Ein Gericht in Bangkok gestattete den Ermittlern, N. mindestens zwölf Tage lang festzuhalten. Ein heute 13-Jähriger, der von dem Verdächtigen vor vier Jahren mehrmals sexuell missbraucht worden sein soll, habe den 32-jährigen N. während einer Vernehmung mehrfach als Täter identifiziert, sagte der Polizeisprecher: "Wir haben genug Beweise, um juristisch gegen ihn vorzugehen." Die Polizei brauche etwa 30 Tage, um die gerichtsrelevanten Unterlagen zusammenzubringen.
Mutmaßlicher Täter unter Beobachtung
N. verbrachte die erste Nacht unter Beobachtung, um einen möglichen Selbstmord zu verhindern. Am Samstag wurde er in ein Untersuchungsgefängnis in Bangkok verlegt. "Er war unruhig", beschrieb der Polizeisprecher das Verhalten des Verdächtigen, der bislang beharrlich schwieg. Fernsehsender zeigten N. in einem rotweiß gestreiften T-Shirt, weißer Hose und mit einer Baseball-Mütze bekleidet auf dem Weg zur Abnahme von Fingerabdrücken. Wie bereits nach seiner Festnahme am Freitag musste er auf dem Weg einen Kordon wartender Journalisten passieren. Nach Angaben aus Kanada war der mutmaßliche Kinderschänder auch in seiner Heimat im Visier der Ermittler. Seit 2004 habe er auch in der Provinz British Columbia wegen Kindesmissbrauchs in Kanada und im Ausland unter Verdacht gestanden, sagte eine kanadische Polizeisprecherin. Ob gegen ihn weiter ermittelt werde, wollte sie nicht sagen. Der Fernsehsender CBC berichtete, mehrere Jungen aus der Region Vancouver hätten N. bei der Polizei angezeigt.
Auslieferung nach Kanada?
Ein Sprecher des kanadischen Justizministeriums wollte sich zu einem möglichen Auslieferungsantrag nicht äußern, da es noch keine Anklage gebe. Kanadas Gesetze erlauben die Verfolgung von Landleuten, die im Ausland unter dem Verdacht des Kindesmissbrauchs stehen. In dem nordamerikanischen Staat gibt es seit einigen Jahren ein Gesetz gegen "Sex-Tourismus".

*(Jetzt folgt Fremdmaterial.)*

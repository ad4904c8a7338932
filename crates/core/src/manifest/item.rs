//! Items and item-sets
//!
//! An item is a named thing declared in the manifest: a unique `ref`, a set
//! of tags, and extension fields attached by context modules. Items are
//! shared between the master table, the per-tag item-sets, and the contexts
//! that enclose them, so they live behind `Rc<RefCell<_>>`.

use crate::command::types::CommandRecord;
use crate::context::transaction::Transaction;
use indexmap::IndexMap;
use serde_json::Value;
use std::cell::RefCell;
use std::rc::Rc;

pub type SharedItem = Rc<RefCell<Item>>;

/// An insertion-ordered `ref -> item` table
pub type ItemSet = IndexMap<String, SharedItem>;

/// A tag mutation observed by the manifest walker
#[derive(Debug, Clone, PartialEq, Eq)]
pub enum TagEvent {
    Added(String),
    Removed(String),
}

/// Tag mapping with mutation events
///
/// Every add/remove is recorded; the walker drains the events after each
/// mutation point and re-indexes the owning item into the implicit per-tag
/// item-sets, keeping the indexes consistent with the tags at every
/// observable point.
#[derive(Debug, Clone, Default)]
pub struct Tags {
    tags: IndexMap<String, Option<String>>,
    events: Vec<TagEvent>,
}

impl Tags {
    pub fn new() -> Self {
        Self::default()
    }

    pub fn add(&mut self, name: impl Into<String>, value: Option<String>) {
        let name = name.into();
        self.tags.insert(name.clone(), value);
        self.events.push(TagEvent::Added(name));
    }

    pub fn remove(&mut self, name: &str) {
        if self.tags.shift_remove(name).is_some() {
            self.events.push(TagEvent::Removed(name.to_string()));
        }
    }

    pub fn has(&self, name: &str) -> bool {
        self.tags.contains_key(name)
    }

    /// The value of a tag, if the tag is present and carries one
    pub fn value_of(&self, name: &str) -> Option<&str> {
        self.tags.get(name).and_then(|v| v.as_deref())
    }

    pub fn iter(&self) -> impl Iterator<Item = (&String, &Option<String>)> {
        self.tags.iter()
    }

    pub fn names(&self) -> impl Iterator<Item = &String> {
        self.tags.keys()
    }

    pub fn is_empty(&self) -> bool {
        self.tags.is_empty()
    }

    /// Drain the pending mutation events
    pub fn take_events(&mut self) -> Vec<TagEvent> {
        std::mem::take(&mut self.events)
    }
}

/// A named declaration from the manifest
///
/// Well-known extensions installed by context modules get typed fields;
/// anything else goes into the open `extra` map.
#[derive(Debug, Default)]
pub struct Item {
    pub item_ref: String,
    pub tags: Tags,

    // Well-known extension fields
    pub command: Option<CommandRecord>,
    pub cache: Option<CacheConfig>,
    pub tool: Option<IndexMap<String, Option<String>>>,
    pub subjects: Option<Vec<String>>,
    pub primary_subject: Option<String>,
    pub id: Option<String>,
    pub dependencies: Vec<String>,
    pub path: Option<String>,
    pub remote: Option<String>,
    pub transaction: Option<Transaction>,

    /// Open extension fields for context modules the core knows nothing about
    pub extra: IndexMap<String, Value>,
}

impl Item {
    pub fn new(item_ref: impl Into<String>) -> Self {
        Self {
            item_ref: item_ref.into(),
            ..Self::default()
        }
    }

    pub fn shared(self) -> SharedItem {
        Rc::new(RefCell::new(self))
    }

    /// Items carrying any `__`-prefixed tag are exempt from context-module
    /// validation (templating escape hatch).
    pub fn is_validation_exempt(&self) -> bool {
        self.tags.names().any(|name| name.starts_with("__"))
    }

    /// Summarise the item as a JSON object (for CLI output and entities)
    pub fn to_value(&self) -> Value {
        let mut map = serde_json::Map::new();
        map.insert("ref".into(), Value::String(self.item_ref.clone()));
        map.insert(
            "tags".into(),
            Value::Object(
                self.tags
                    .iter()
                    .map(|(name, value)| {
                        (
                            name.clone(),
                            value
                                .as_ref()
                                .map(|v| Value::String(v.clone()))
                                .unwrap_or(Value::Null),
                        )
                    })
                    .collect(),
            ),
        );
        if let Some(id) = &self.id {
            map.insert("id".into(), Value::String(id.clone()));
        }
        if let Some(subjects) = &self.subjects {
            map.insert(
                "subjects".into(),
                Value::Array(subjects.iter().cloned().map(Value::String).collect()),
            );
        }
        if let Some(primary) = &self.primary_subject {
            map.insert("primarySubject".into(), Value::String(primary.clone()));
        }
        if let Some(path) = &self.path {
            map.insert("path".into(), Value::String(path.clone()));
        }
        if let Some(remote) = &self.remote {
            map.insert("remote".into(), Value::String(remote.clone()));
        }
        if let Some(transaction) = &self.transaction {
            if let Ok(value) = serde_json::to_value(transaction) {
                map.insert("transaction".into(), value);
            }
        }
        for (key, value) in &self.extra {
            map.insert(key.clone(), value.clone());
        }
        Value::Object(map)
    }
}

/// Cache behaviour attached to an item by the `cache` context module
#[derive(Debug, Clone, PartialEq, Eq)]
pub struct CacheConfig {
    pub enabled: bool,
    pub retention: Retention,
}

/// How long a cached command result outlives the batch that produced it
#[derive(Debug, Clone, Copy, PartialEq, Eq, Default)]
pub enum Retention {
    /// Evicted when the producing batch finishes draining
    #[default]
    Batch,
    /// Kept until the cache is flushed at module stop
    Session,
}

impl std::str::FromStr for Retention {
    type Err = crate::errors::LimarError;

    fn from_str(s: &str) -> crate::errors::Result<Self> {
        match s {
            "batch" => Ok(Retention::Batch),
            "session" => Ok(Retention::Session),
            other => Err(crate::errors::LimarError::manifest(format!(
                "Unknown cache retention '{other}' (expected 'batch' or 'session')"
            ))),
        }
    }
}

#[cfg(test)]
mod tests {
    use super::*;

    #[test]
    fn test_tags_record_events() {
        let mut tags = Tags::new();
        tags.add("x", None);
        tags.add("y", Some("1".into()));
        tags.remove("x");
        tags.remove("missing");

        assert_eq!(
            tags.take_events(),
            vec![
                TagEvent::Added("x".into()),
                TagEvent::Added("y".into()),
                TagEvent::Removed("x".into()),
            ]
        );
        assert!(tags.take_events().is_empty());
        assert!(!tags.has("x"));
        assert_eq!(tags.value_of("y"), Some("1"));
    }

    #[test]
    fn test_validation_exemption() {
        let mut item = Item::new("a");
        assert!(!item.is_validation_exempt());
        item.tags.add("__template", None);
        assert!(item.is_validation_exempt());
    }
}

Interpol hatte N. vor zehn Tagen international zur Fahndung ausgeschrieben. Am Donnerstag stellten die Ermittler Fotos des Gesuchten und eine Kopie seines kanadischen Passes sowie eine Kopie seiner bei der Ankunft in Thailand am 11. Oktober ausgefüllten Einreisekarte auf ihre Website. Grundlage für die weltweite Fahndung waren rund 200 im Internet entdeckte Bilder des Mannes mit Jungen aus Vietnam und Kambodscha ab einem Alter von etwa sechs Jahren. Die Ermittler gaben dem Fall unter Bezug auf die Anfangsbuchstaben der beiden Länder den Codenamen "Vico".
Verhaftung am Freitag
Mehr als 350 Hinweisen aus der ganzen Welt gingen bei der Polizei ein, bis der als Englischlehrer in Asien tätig N. am Freitag in Nakhon Ratchasima im Nordosten Thailands in einem Mietshaus im Beisein eines thailändischen Transvestiten gefasst werden konnte.